VIVAnews – Pakar hukum, I Gde Pantja Astawa menilai, berdasarkan asas asersi, auditor Badan Pemeriksa Keuangan atau BPK harus mengonfirmasi pihak yang diperiksa atau auditee dalam pemeriksaan. Baik pemeriksaan keuangan, pemeriksaan kinerja maupun pemeriksaan dengan tujuan tertentu, yang antara lain dalam bentuk pemeriksaan investigasi.
"Pemeriksa harus sesuai dengan ketentuan UU 15/2006 tentang BPK dan Peraturan BPK No. 1/2017 tentang SPKN (Standar Pemeriksaan Keuangan Negara)," ujarnya seperti dikutip dari keterangannya, Jumat 30 Agustus 2019.
Pantja mengatakan hal itu, menanggapi pernyataan calon pimpinan Komisi Pemberantasan Korupsi (Capim KPK) I Nyoman Wara di depan panitia seleksi (Pansel) bahwa dirinya tidak perlu melakukan konfirmasi kepada auditee dalam melaksanakan audit.
Sebelumnya, dalam tes wawancara oleh Pansel di Kementerian Sekretariat Negara pada Selasa lalu, 27 Agustus, Nyoman mengaku sebagai auditor BPK, pihaknya tidak melakukan konfirmasi terhadap auditee saat melakukan audit investigasi, termasuk dalam kasus SKL BLBI.
Nyoman menyatakan, audit BPK 2017 terkait Bantuan Likuiditas Bank Indonesia (BLBI) dalam perkara Syafruddin Arsyad Temenggung sudah sesuai standar dan memang ada kerugian negara.

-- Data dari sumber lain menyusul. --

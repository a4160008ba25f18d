//! Reader for NumPy `.npy` files.

use std::io::Cursor;
use std::path::Path;

use ndarray::ArrayD;
use ndarray_npy::ReadNpyExt;

use crate::cube::Cube;
use crate::error::{Error, Result};
use crate::labels::Label;

/// NumPy magic bytes: \x93NUMPY
const MAGIC: &[u8] = &[0x93, b'N', b'U', b'M', b'P', b'Y'];

/// Whether `data` starts with the NumPy magic bytes.
pub fn is_npy(data: &[u8]) -> bool {
    data.len() >= MAGIC.len() && data.starts_with(MAGIC)
}

/// Read a label array from `.npy` bytes.
///
/// Supported data types: `i32`, `i64`, `u8`, `u16`, `i16`, `u32`. Wider
/// types are narrowed and fail with [`Error::LabelOutOfRange`] if a value
/// does not fit.
pub fn read_labels(data: &[u8]) -> Result<ArrayD<Label>> {
    let mut cursor = Cursor::new(data);

    // Try the label type itself first, then the usual segmentation dtypes
    if let Ok(array) = ArrayD::<i32>::read_npy(&mut cursor) {
        return Ok(array);
    }

    cursor.set_position(0);
    if let Ok(array) = ArrayD::<i64>::read_npy(&mut cursor) {
        return narrow(array);
    }

    cursor.set_position(0);
    if let Ok(array) = ArrayD::<u8>::read_npy(&mut cursor) {
        return Ok(array.mapv(Label::from));
    }

    cursor.set_position(0);
    if let Ok(array) = ArrayD::<u16>::read_npy(&mut cursor) {
        return Ok(array.mapv(Label::from));
    }

    cursor.set_position(0);
    if let Ok(array) = ArrayD::<i16>::read_npy(&mut cursor) {
        return Ok(array.mapv(Label::from));
    }

    cursor.set_position(0);
    let array = ArrayD::<u32>::read_npy(&mut cursor)?;
    narrow(array.mapv(i64::from))
}

/// Read a data field from `.npy` bytes as `f64`.
///
/// Supported data types: `f64`, `f32`, `i32`, `i16`, `u16`, `u8`.
pub fn read_field(data: &[u8]) -> Result<ArrayD<f64>> {
    let mut cursor = Cursor::new(data);

    if let Ok(array) = ArrayD::<f64>::read_npy(&mut cursor) {
        return Ok(array);
    }

    cursor.set_position(0);
    if let Ok(array) = ArrayD::<f32>::read_npy(&mut cursor) {
        return Ok(array.mapv(f64::from));
    }

    cursor.set_position(0);
    if let Ok(array) = ArrayD::<i32>::read_npy(&mut cursor) {
        return Ok(array.mapv(f64::from));
    }

    cursor.set_position(0);
    if let Ok(array) = ArrayD::<i16>::read_npy(&mut cursor) {
        return Ok(array.mapv(f64::from));
    }

    cursor.set_position(0);
    if let Ok(array) = ArrayD::<u16>::read_npy(&mut cursor) {
        return Ok(array.mapv(f64::from));
    }

    cursor.set_position(0);
    let array = ArrayD::<u8>::read_npy(&mut cursor)?;
    Ok(array.mapv(f64::from))
}

/// Load a label volume from a `.npy` file into a cube without coordinates.
pub fn load_labels(path: &Path, name: &str) -> Result<Cube<Label>> {
    let data = std::fs::read(path)?;
    let labels = read_labels(&data)?;
    log::info!("loaded labels {:?} with shape {:?}", path, labels.shape());
    Ok(Cube::new(name, labels))
}

/// Load a data field from a `.npy` file into a cube without coordinates.
pub fn load_field(path: &Path, name: &str) -> Result<Cube<f64>> {
    let data = std::fs::read(path)?;
    let field = read_field(&data)?;
    log::info!("loaded field {:?} with shape {:?}", path, field.shape());
    Ok(Cube::new(name, field))
}

fn narrow(array: ArrayD<i64>) -> Result<ArrayD<Label>> {
    if let Some(&value) = array.iter().find(|&&v| Label::try_from(v).is_err()) {
        return Err(Error::LabelOutOfRange { value });
    }
    Ok(array.mapv(|v| v as Label))
}

#[cfg(test)]
mod tests {
    use super::*;
    use ndarray::{Array2, array};
    use ndarray_npy::WriteNpyExt;

    fn npy_bytes<T: ndarray_npy::WritableElement>(array: &Array2<T>) -> Vec<u8> {
        let mut bytes = Vec::new();
        array.write_npy(&mut bytes).unwrap();
        bytes
    }

    #[test]
    fn test_magic_detection() {
        // Valid NumPy magic
        let valid_magic = [0x93, b'N', b'U', b'M', b'P', b'Y', 0x01, 0x00];
        assert!(is_npy(&valid_magic));

        // Invalid data
        let invalid = [0x89, 0x50, 0x4E, 0x47]; // PNG magic
        assert!(!is_npy(&invalid));
        assert!(is_npy(&npy_bytes(&array![[1i32]])));
    }

    #[test]
    fn test_labels_from_integer_dtypes() {
        let expected = array![[0, 1, 1], [0, 0, 7]].into_dyn();

        let from_i32 = read_labels(&npy_bytes(&array![[0i32, 1, 1], [0, 0, 7]])).unwrap();
        assert_eq!(from_i32, expected);

        let from_i64 = read_labels(&npy_bytes(&array![[0i64, 1, 1], [0, 0, 7]])).unwrap();
        assert_eq!(from_i64, expected);

        let from_u8 = read_labels(&npy_bytes(&array![[0u8, 1, 1], [0, 0, 7]])).unwrap();
        assert_eq!(from_u8, expected);

        let from_u32 = read_labels(&npy_bytes(&array![[0u32, 1, 1], [0, 0, 7]])).unwrap();
        assert_eq!(from_u32, expected);
    }

    #[test]
    fn test_labels_out_of_range() {
        let bytes = npy_bytes(&array![[0i64, 1], [i64::from(i32::MAX) + 1, 2]]);
        assert!(matches!(
            read_labels(&bytes),
            Err(Error::LabelOutOfRange { value }) if value == i64::from(i32::MAX) + 1
        ));
    }

    #[test]
    fn test_float_labels_are_rejected() {
        let bytes = npy_bytes(&array![[0.0f32, 1.5]]);
        assert!(matches!(read_labels(&bytes), Err(Error::Npy(_))));
        assert!(matches!(read_labels(b"not an npy file"), Err(Error::Npy(_))));
    }

    #[test]
    fn test_field_from_float_and_integer_dtypes() {
        let from_f32 = read_field(&npy_bytes(&array![[0.5f32, 2.0]])).unwrap();
        assert_eq!(from_f32, array![[0.5, 2.0]].into_dyn());

        let from_i16 = read_field(&npy_bytes(&array![[-3i16, 4]])).unwrap();
        assert_eq!(from_i16, array![[-3.0, 4.0]].into_dyn());
    }

    #[test]
    fn test_load_from_file() {
        let path = std::env::temp_dir().join(format!("cellmask-labels-{}.npy", std::process::id()));
        std::fs::write(&path, npy_bytes(&array![[0u16, 3], [3, 0]])).unwrap();

        let labels = load_labels(&path, "segmentation_mask").unwrap();
        assert_eq!(labels.name(), "segmentation_mask");
        assert_eq!(labels.data()[[0, 1]], 3);

        let field = load_field(&path, "w").unwrap();
        assert_eq!(field.data()[[1, 0]], 3.0);

        std::fs::remove_file(&path).unwrap();
        assert!(matches!(load_labels(&path, "x"), Err(Error::Io(_))));
    }
}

Dari hasil audit Nyoman dalam kasus BLBI, terdapat kerugian negara sejumlah Rp4,58 triliun.
Padahal, audit BPK sebelumnya, yakni pada 2002 dan 2006, tidak menyatakan adanya kerugian negara. Bahkan, dalam audit BPK pada 2006, dinyatakan Surat Keterangan Lunas (SKL) layak diberikan kepada Sjamsul Nursalim (SN).
Nyoman menjelaskan, perbedaan hasil itu didapat, lantaran pada 2002 dan 2006, BPK melakukan audit kinerja. Sementara itu, pada 2017, audit yang dilakukan merupakan audit investigasi.
Pantja mengingatkan, dari data yang dimiliki, audit BPK 2002 juga audit investigatif, bukan audit kinerja.
Pantja, yang juga mantan anggota Majelis Kehormatan Kode Etik BPK mengatakan bahwa dalam suatu pemeriksaan itu sekurang-kurangnya harus ada tiga unsur.
Pertama, Laporan Hasil Pemeriksaan (LHP) harus diterbitkan oleh lembaga berwenang, dalam hal ini BPK. Kedua, harus memperhatikan dan menjadikan SPKN sebagai pegangan atau dasar pemeriksaan.
Ketiga, harus memperhatikan satu prinsip, yaitu asas asersi. Asas yang mewajibkan auditor memeriksa pihak yang diperiksa. Yang diperiksa, harus dikonfirmasi apa pun jenis pemeriksaan yang dilakukan oleh BPK.
"Maksudnya, agar pihak yang diperiksa memiliki kesempatan untuk mengkaji, menelaah, dan membela diri. Asas ini mutlak, alias tidak bisa ditawar lagi dalam suatu pemeriksaan jenis apa pun sebagaimana diatur dalam Undang-undang BPK. Ada ketentuannya. Asas asersi ini mutlak sebagaimana diatur dalam Pasal 6 Ayat (5) UU BPK," tambahnya.
Adapun isi Pasal 6 Ayat (5): Dalam melaksanakan pemeriksaan pengelolaan dan tanggung jawab keuangan negara sebagaimana dimaksud pada Ayat (1), BPK melakukan pembahasan atas temuan pemeriksaan dengan objek yang diperiksa sesuai dengan standar pemeriksaan keuangan negara.
Menurut Pantja, kalau tiga hal mendasar ini sudah ditempuh, itulah LHP yang sah secara hukum. “Kalau asas asersi ini tidak dipenuhi, saya berani katakan LHP dinyatakan batal demi hukum. Kenapa? Karena norma UU menentukan demikian," ujarnya.